**WHAT IS BEING ASKED**
Once you have read the records below, restate them word for word.

--- THE RECORDS ---

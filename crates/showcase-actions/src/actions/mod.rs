pub mod admin;
pub mod association;
pub mod position;
pub mod showcase;

use std::collections::BTreeMap;

use serde_json::Value;
use showcase_common::Result;
use showcase_db::{PackageRecord, SHOWCASE_TYPE};
use showcase_security::{Actor, Permission};

use crate::api::ShowcaseApi;
use crate::schema::{self, ShowcaseDict};

/// A named operation callable through [`ShowcaseApi::call`].
pub trait Action: Send + Sync {
    fn name(&self) -> &'static str;

    fn description(&self) -> &'static str;

    fn permission(&self) -> Permission;

    /// Read-only actions may be served from GET requests.
    fn side_effect_free(&self) -> bool {
        false
    }

    fn execute(&self, api: &ShowcaseApi, actor: &Actor, data: Value) -> Result<Value>;
}

/// Actions by name.
pub struct ActionRegistry {
    actions: BTreeMap<&'static str, Box<dyn Action>>,
}

impl ActionRegistry {
    pub fn new() -> Self {
        Self {
            actions: BTreeMap::new(),
        }
    }

    pub fn with_defaults() -> Self {
        let mut registry = Self::new();
        registry.register(Box::new(showcase::ShowcaseCreate));
        registry.register(Box::new(showcase::ShowcaseUpdate));
        registry.register(Box::new(showcase::ShowcaseDelete));
        registry.register(Box::new(showcase::ShowcaseShow));
        registry.register(Box::new(showcase::ShowcaseList));
        registry.register(Box::new(association::ShowcasePackageList));
        registry.register(Box::new(association::PackageShowcaseList));
        registry.register(Box::new(association::OrganizationShowcaseList));
        registry.register(Box::new(association::AssociationCreate));
        registry.register(Box::new(association::AssociationDelete));
        registry.register(Box::new(admin::AdminAdd));
        registry.register(Box::new(admin::AdminRemove));
        registry.register(Box::new(admin::AdminList));
        registry.register(Box::new(position::PositionList));
        registry.register(Box::new(position::PositionUpdate));
        registry
    }

    /// Add an action, replacing any existing one with the same name.
    pub fn register(&mut self, action: Box<dyn Action>) {
        self.actions.insert(action.name(), action);
    }

    pub fn get(&self, name: &str) -> Option<&dyn Action> {
        self.actions.get(name).map(|a| a.as_ref())
    }

    pub fn iter(&self) -> impl Iterator<Item = &dyn Action> {
        self.actions.values().map(|a| a.as_ref())
    }

    pub fn len(&self) -> usize {
        self.actions.len()
    }

    pub fn is_empty(&self) -> bool {
        self.actions.is_empty()
    }
}

impl Default for ActionRegistry {
    fn default() -> Self {
        Self::with_defaults()
    }
}

/// Whether `actor` may read `package`. Private showcases are for showcase
/// managers, private datasets for sysadmins; creators always see their own.
pub(crate) fn can_read(actor: &Actor, package: &PackageRecord) -> bool {
    if !package.private {
        return true;
    }
    if package.creator_user_id.is_some() && package.creator_user_id == actor.user_id {
        return true;
    }
    if package.package_type == SHOWCASE_TYPE {
        actor.can_manage_showcases()
    } else {
        actor.sysadmin
    }
}

pub(crate) fn show_dict(api: &ShowcaseApi, package: PackageRecord) -> ShowcaseDict {
    schema::showcase_show_schema(package, &api.portal().site_url)
}

/// Active, readable showcases for `ids`, sorted by display position.
pub(crate) fn visible_showcases(
    api: &ShowcaseApi,
    actor: &Actor,
    ids: &[String],
) -> Result<Vec<ShowcaseDict>> {
    let mut showcases = Vec::with_capacity(ids.len());
    for id in ids {
        match api.store().get_package(id)? {
            Some(p) if p.is_active() && can_read(actor, &p) => showcases.push(p),
            _ => tracing::debug!("skipping showcase {id}: inactive or not visible"),
        }
    }
    sort_by_position(api, &mut showcases)?;
    Ok(showcases.into_iter().map(|p| show_dict(api, p)).collect())
}

/// Stable sort by stored position; unpositioned showcases go last.
pub(crate) fn sort_by_position(api: &ShowcaseApi, showcases: &mut [PackageRecord]) -> Result<()> {
    let positions = api.store().showcase_positions()?;
    showcases.sort_by_key(|p| {
        positions
            .iter()
            .position(|id| *id == p.id)
            .unwrap_or(usize::MAX)
    });
    Ok(())
}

---

**EXERCISE OUTPUT**
filename crates/showcase-actions/src/actions/mod.rs
pub mod admin;
pub mod association;
pub mod position;
pub mod showcase;

use std::collections::BTreeMap;

use serde_json::Value;
use showcase_common::Result;
use showcase_db::{PackageRecord, SHOWCASE_TYPE};
use showcase_security::{Actor, Permission};

use crate::api::ShowcaseApi;
use crate::schema::{self, ShowcaseDict};

/// A named operation callable through [`ShowcaseApi::call`].
pub trait Action: Send + Sync {
    fn name(&self) -> &'static str;

    fn description(&self) -> &'static str;

    fn permission(&self) -> Permission;

    /// Read-only actions may be served from GET requests.
    fn side_effect_free(&self) -> bool {
        false
    }

    fn execute(&self, api: &ShowcaseApi, actor: &Actor, data: Value) -> Result<Value>;
}

/// Actions by name.
pub struct ActionRegistry {
    actions: BTreeMap<&'static str, Box<dyn Action>>,
}

impl ActionRegistry {
    pub fn new() -> Self {
        Self {
            actions: BTreeMap::new(),
        }
    }

    pub fn with_defaults() -> Self {
        let mut registry = Self::new();
        registry.register(Box::new(showcase::ShowcaseCreate));
        registry.register(Box::new(showcase::ShowcaseUpdate));
        registry.register(Box::new(showcase::ShowcaseDelete));
        registry.register(Box::new(showcase::ShowcaseShow));
        registry.register(Box::new(showcase::ShowcaseList));
        registry.register(Box::new(association::ShowcasePackageList));
        registry.register(Box::new(association::PackageShowcaseList));
        registry.register(Box::new(association::OrganizationShowcaseList));
        registry.register(Box::new(association::AssociationCreate));
        registry.register(Box::new(association::AssociationDelete));
        registry.register(Box::new(admin::AdminAdd));
        registry.register(Box::new(admin::AdminRemove));
        registry.register(Box::new(admin::AdminList));
        registry.register(Box::new(position::PositionList));
        registry.register(Box::new(position::PositionUpdate));
        registry
    }

    /// Add an action, replacing any existing one with the same name.
    pub fn register(&mut self, action: Box<dyn Action>) {
        self.actions.insert(action.name(), action);
    }

    pub fn get(&self, name: &str) -> Option<&dyn Action> {
        self.actions.get(name).map(|a| a.as_ref())
    }

    pub fn iter(&self) -> impl Iterator<Item = &dyn Action> {
        self.actions.values().map(|a| a.as_ref())
    }

    pub fn len(&self) -> usize {
        self.actions.len()
    }

    pub fn is_empty(&self) -> bool {
        self.actions.is_empty()
    }
}

impl Default for ActionRegistry {
    fn default() -> Self {
        Self::with_defaults()
    }
}

/// Whether `actor` may read `package`. Private showcases are for showcase
/// managers, private datasets for sysadmins; creators always see their own.
pub(crate) fn can_read(actor: &Actor, package: &PackageRecord) -> bool {
    if !package.private {
        return true;
    }
    if package.creator_user_id.is_some() && package.creator_user_id == actor.user_id {
        return true;
    }
    if package.package_type == SHOWCASE_TYPE {
        actor.can_manage_showcases()
    } else {
        actor.sysadmin
    }
}

pub(crate) fn show_dict(api: &ShowcaseApi, package: PackageRecord) -> ShowcaseDict {
    schema::showcase_show_schema(package, &api.portal().site_url)
}

/// Active, readable showcases for `ids`, sorted by display position.
pub(crate) fn visible_showcases(
    api: &ShowcaseApi,
    actor: &Actor,
    ids: &[String],
) -> Result<Vec<ShowcaseDict>> {
    let mut showcases = Vec::with_capacity(ids.len());
    for id in ids {
        match api.store().get_package(id)? {
            Some(p) if p.is_active() && can_read(actor, &p) => showcases.push(p),
            _ => tracing::debug!("skipping showcase {id}: inactive or not visible"),
        }
    }
    sort_by_position(api, &mut showcases)?;
    Ok(showcases.into_iter().map(|p| show_dict(api, p)).collect())
}

/// Stable sort by stored position; unpositioned showcases go last.
pub(crate) fn sort_by_position(api: &ShowcaseApi, showcases: &mut [PackageRecord]) -> Result<()> {
    let positions = api.store().showcase_positions()?;
    showcases.sort_by_key(|p| {
        positions
            .iter()
            .position(|id| *id == p.id)
            .unwrap_or(usize::MAX)
    });
    Ok(())
}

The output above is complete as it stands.